At Moorcroft we will meet the needs of every young person who comes through our door.

Andrew Sanders, Headteacher

 

Accessible space

The doors are wide enough for wheelchairs to pass through. When taking part in Food Technology lessons, cookers, sinks and work surfaces can be adjusted to wheelchair level. There are overhead hoists throughout the building so all pupils are able to fully engage in learning. The building is light and spacious, with large well-equipped classrooms and a number of specialist teaching areas. The site is both safe and secure. There is an entrance system to ensure pupils are safe, and outdoor fences are high. We have a large outdoor playground, and there are several, fully-secured garden areas.

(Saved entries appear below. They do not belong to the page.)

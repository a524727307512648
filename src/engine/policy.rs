//! Modifier policy resolution.
//!
//! `ModifierFlags` mirrors the CGEventFlags bit layout so values read from a
//! live event can be compared directly. `ModifierRule::for_modifier` maps the
//! configured `ShortcutModifier` to a required/disallowed pair.

use std::fmt;
use std::ops::BitOr;

use crate::config::ShortcutModifier;

// ---------------------------------------------------------------------------
// Modifier flags
// ---------------------------------------------------------------------------

/// Modifier bitmask with CGEventFlags layout.
#[derive(Clone, Copy, PartialEq, Eq, Default, Hash)]
pub struct ModifierFlags(u64);

impl ModifierFlags {
    #[cfg(test)]
    pub const NONE: Self = Self(0);
    /// kCGEventFlagMaskShift
    pub const SHIFT: Self = Self(0x0002_0000);
    /// kCGEventFlagMaskControl
    pub const CONTROL: Self = Self(0x0004_0000);
    /// kCGEventFlagMaskAlternate (Option)
    pub const ALTERNATE: Self = Self(0x0008_0000);
    /// kCGEventFlagMaskCommand
    pub const COMMAND: Self = Self(0x0010_0000);
    /// kCGEventFlagMaskSecondaryFn (Fn / Globe)
    pub const SECONDARY_FN: Self = Self(0x0080_0000);

    pub const fn from_bits(bits: u64) -> Self {
        Self(bits)
    }

    pub const fn bits(self) -> u64 {
        self.0
    }

    /// True if every bit of `other` is set in `self`.
    pub const fn contains(self, other: Self) -> bool {
        self.0 & other.0 == other.0
    }

    /// True if `self` and `other` share at least one bit.
    pub const fn intersects(self, other: Self) -> bool {
        self.0 & other.0 != 0
    }

    pub const fn union(self, other: Self) -> Self {
        Self(self.0 | other.0)
    }
}

impl BitOr for ModifierFlags {
    type Output = Self;

    fn bitor(self, rhs: Self) -> Self {
        self.union(rhs)
    }
}

impl fmt::Debug for ModifierFlags {
    fn fmt(&self, f: &mut fmt::Formatter<'_>) -> fmt::Result {
        const NAMES: [(ModifierFlags, &str); 5] = [
            (ModifierFlags::CONTROL, "Ctrl"),
            (ModifierFlags::ALTERNATE, "Alt"),
            (ModifierFlags::SHIFT, "Shift"),
            (ModifierFlags::COMMAND, "Cmd"),
            (ModifierFlags::SECONDARY_FN, "Fn"),
        ];
        let mut first = true;
        for (flag, name) in NAMES {
            if self.contains(flag) {
                if !first {
                    f.write_str("+")?;
                }
                f.write_str(name)?;
                first = false;
            }
        }
        if first {
            f.write_str("-")?;
        }
        Ok(())
    }
}

// ---------------------------------------------------------------------------
// Modifier rule
// ---------------------------------------------------------------------------

/// Required / disallowed modifier pair derived from a `ShortcutModifier`.
#[derive(Debug, Clone, Copy, PartialEq, Eq)]
pub struct ModifierRule {
    pub required: ModifierFlags,
    pub disallowed: ModifierFlags,
}

impl ModifierRule {
    pub const fn for_modifier(modifier: ShortcutModifier) -> Self {
        use ModifierFlags as M;
        match modifier {
            ShortcutModifier::Control => Self {
                required: M::CONTROL,
                disallowed: M::COMMAND
                    .union(M::ALTERNATE)
                    .union(M::SHIFT)
                    .union(M::SECONDARY_FN),
            },
            ShortcutModifier::Command => Self {
                required: M::COMMAND,
                disallowed: M::CONTROL
                    .union(M::ALTERNATE)
                    .union(M::SHIFT)
                    .union(M::SECONDARY_FN),
            },
            ShortcutModifier::Function => Self {
                required: M::SECONDARY_FN,
                disallowed: M::CONTROL
                    .union(M::COMMAND)
                    .union(M::ALTERNATE)
                    .union(M::SHIFT),
            },
        }
    }

    /// A chord qualifies when it holds the required modifier and none of the
    /// disallowed ones. Unrelated bits (caps lock, numeric pad) are ignored.
    pub const fn matches(&self, flags: ModifierFlags) -> bool {
        flags.contains(self.required) && !flags.intersects(self.disallowed)
    }
}

// ---------------------------------------------------------------------------
// Tests
// ---------------------------------------------------------------------------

We also have our own hydrotherapy pool with overhead hoists to enable pupils with physical disabilities to access the pool.

There is a large hall which is used for PE, assemblies and for lunches for Lower School pupils.  In the Sixth Form, there is a large life skills area to enable pupils to develop independence skills.  This includes a kitchen and café, as well as a separate garden just for sixth form pupils.

We have a large and well-equipped sensory room, and there is also a sensory integration room for pupils with sensory processing difficulties.

Our dedicated department for pupils with multi-sensory impairments includes a darkroom for pupils with visual impairments.  The classrooms, in this department, have curtained and quiet areas, to enable pupils to participate in multi-sensory activities.

Pupils with autistic spectrum disorders have access to a learning lodge where they can work quietly and without distraction.   All pupils with severe learning difficulties have their own workstations and many of them follow a programme based in the TEACCH (Treatment and Education of Autistic and related Communication handicapped Children) system.  Classrooms also have shared quiet rooms for individual work.